*** Opening of INFORMATION GIVEN ***

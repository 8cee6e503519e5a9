use std::cmp::Ordering;

use serde_json::{Map, Number, Value};

/// One flat data item. Key order is preserved and the first record's keys form the schema.
pub type Record = Map<String, Value>;

/// Text shown for a value in a cell, and matched against by search.
///
/// Nested values are flattened one level: every member becomes `" {member}"`
/// and the pieces are joined with `,`. Members that are nested themselves are
/// written as JSON.
pub fn display_value(value: &Value) -> String {
    match value {
        Value::Null => String::new(),
        Value::Bool(b) => b.to_string(),
        Value::Number(n) => display_number(n),
        Value::String(s) => s.clone(),
        Value::Array(items) => join_members(items.iter()),
        Value::Object(map) => join_members(map.values()),
    }
}

/// Whole floats drop their fraction, so `1.0` reads and searches as `1`.
fn display_number(n: &Number) -> String {
    match n.as_f64() {
        Some(f) if n.is_f64() && f.fract() == 0.0 && f.abs() < 1e21 => format!("{f:.0}"),
        _ => n.to_string(),
    }
}

fn join_members<'a>(members: impl Iterator<Item = &'a Value>) -> String {
    members
        .map(|member| match member {
            Value::Array(_) | Value::Object(_) | Value::Null => {
                format!(" {}", serde_json::to_string(member).unwrap_or_default())
            }
            scalar => format!(" {}", display_value(scalar)),
        })
        .collect::<Vec<String>>()
        .join(",")
}

#[derive(Debug, Clone, Copy, PartialEq, Eq)]
enum ValueKind {
    Bool,
    Number,
    String,
    Nested,
}

fn value_kind(value: &Value) -> Option<ValueKind> {
    match value {
        Value::Null => None,
        Value::Bool(_) => Some(ValueKind::Bool),
        Value::Number(_) => Some(ValueKind::Number),
        Value::String(_) => Some(ValueKind::String),
        Value::Array(_) | Value::Object(_) => Some(ValueKind::Nested),
    }
}

/// How the values of one column are ordered.
#[derive(Debug, Clone, Copy, PartialEq, Eq)]
pub enum SortMode {
    /// All non-null values share one scalar type and compare natively.
    /// Numbers compare as floats as soon as one of them is a float.
    Native { float: bool },
    /// Mixed or nested values, compared by their display text.
    Text,
}

impl SortMode {
    pub fn for_values<'a>(values: impl IntoIterator<Item = &'a Value>) -> Self {
        let mut seen: Option<ValueKind> = None;
        let mut float = false;
        for value in values {
            let Some(kind) = value_kind(value) else {
                continue;
            };
            float |= value.is_f64();
            match seen {
                None => seen = Some(kind),
                Some(previous) if previous != kind => return SortMode::Text,
                Some(_) => {}
            }
        }
        match seen {
            Some(ValueKind::Nested) => SortMode::Text,
            _ => SortMode::Native { float },
        }
    }
}

/// Precomputed comparison key of a single cell.
#[derive(Debug)]
pub enum SortKey<'a> {
    Null,
    Bool(bool),
    Integer(i128),
    Float(f64),
    Str(&'a str),
    Text(String),
}

impl<'a> SortKey<'a> {
    pub fn new(value: &'a Value, mode: SortMode) -> Self {
        let SortMode::Native { float } = mode else {
            return SortKey::Text(display_value(value));
        };
        match value {
            Value::Null => SortKey::Null,
            Value::Bool(b) => SortKey::Bool(*b),
            Value::String(s) => SortKey::Str(s),
            Value::Number(n) if !float => n
                .as_i64()
                .map(i128::from)
                .or_else(|| n.as_u64().map(i128::from))
                .map_or(SortKey::Float(n.as_f64().unwrap_or(f64::NAN)), SortKey::Integer),
            Value::Number(n) => SortKey::Float(n.as_f64().unwrap_or(f64::NAN)),
            nested => SortKey::Text(display_value(nested)),
        }
    }

    fn rank(&self) -> u8 {
        match self {
            SortKey::Null => 0,
            SortKey::Bool(_) => 1,
            SortKey::Integer(_) => 2,
            SortKey::Float(_) => 3,
            SortKey::Str(_) => 4,
            SortKey::Text(_) => 5,
        }
    }

    /// Ascending three way comparison. Nulls come first in native mode.
    pub fn compare(&self, other: &SortKey<'_>) -> Ordering {
        match (self, other) {
            (SortKey::Bool(a), SortKey::Bool(b)) => a.cmp(b),
            (SortKey::Integer(a), SortKey::Integer(b)) => a.cmp(b),
            (SortKey::Float(a), SortKey::Float(b)) => a.total_cmp(b),
            (SortKey::Str(a), SortKey::Str(b)) => a.cmp(b),
            (SortKey::Text(a), SortKey::Text(b)) => a.cmp(b),
            // Keys of one column differ in kind only against nulls.
            _ => self.rank().cmp(&other.rank()),
        }
    }
}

*** Close of INFORMATION GIVEN ***

» **AIM OF THE TASK**
In the listing above, locate the line with "pub enum SortMode" and the line with "match (self, other)", then extract exactly those lines and every line between them, and nothing more.

» **WRITTEN RESPONSE**
pub enum SortMode {
    /// All non-null values share one scalar type and compare natively.
    /// Numbers compare as floats as soon as one of them is a float.
    Native { float: bool },
    /// Mixed or nested values, compared by their display text.
    Text,
}

impl SortMode {
    pub fn for_values<'a>(values: impl IntoIterator<Item = &'a Value>) -> Self {
        let mut seen: Option<ValueKind> = None;
        let mut float = false;
        for value in values {
            let Some(kind) = value_kind(value) else {
                continue;
            };
            float |= value.is_f64();
            match seen {
                None => seen = Some(kind),
                Some(previous) if previous != kind => return SortMode::Text,
                Some(_) => {}
            }
        }
        match seen {
            Some(ValueKind::Nested) => SortMode::Text,
            _ => SortMode::Native { float },
        }
    }
}

/// Precomputed comparison key of a single cell.
#[derive(Debug)]
pub enum SortKey<'a> {
    Null,
    Bool(bool),
    Integer(i128),
    Float(f64),
    Str(&'a str),
    Text(String),
}

impl<'a> SortKey<'a> {
    pub fn new(value: &'a Value, mode: SortMode) -> Self {
        let SortMode::Native { float } = mode else {
            return SortKey::Text(display_value(value));
        };
        match value {
            Value::Null => SortKey::Null,
            Value::Bool(b) => SortKey::Bool(*b),
            Value::String(s) => SortKey::Str(s),
            Value::Number(n) if !float => n
                .as_i64()
                .map(i128::from)
                .or_else(|| n.as_u64().map(i128::from))
                .map_or(SortKey::Float(n.as_f64().unwrap_or(f64::NAN)), SortKey::Integer),
            Value::Number(n) => SortKey::Float(n.as_f64().unwrap_or(f64::NAN)),
            nested => SortKey::Text(display_value(nested)),
        }
    }

    fn rank(&self) -> u8 {
        match self {
            SortKey::Null => 0,
            SortKey::Bool(_) => 1,
            SortKey::Integer(_) => 2,
            SortKey::Float(_) => 3,
            SortKey::Str(_) => 4,
            SortKey::Text(_) => 5,
        }
    }

    /// Ascending three way comparison. Nulls come first in native mode.
    pub fn compare(&self, other: &SortKey<'_>) -> Ordering {
        match (self, other) {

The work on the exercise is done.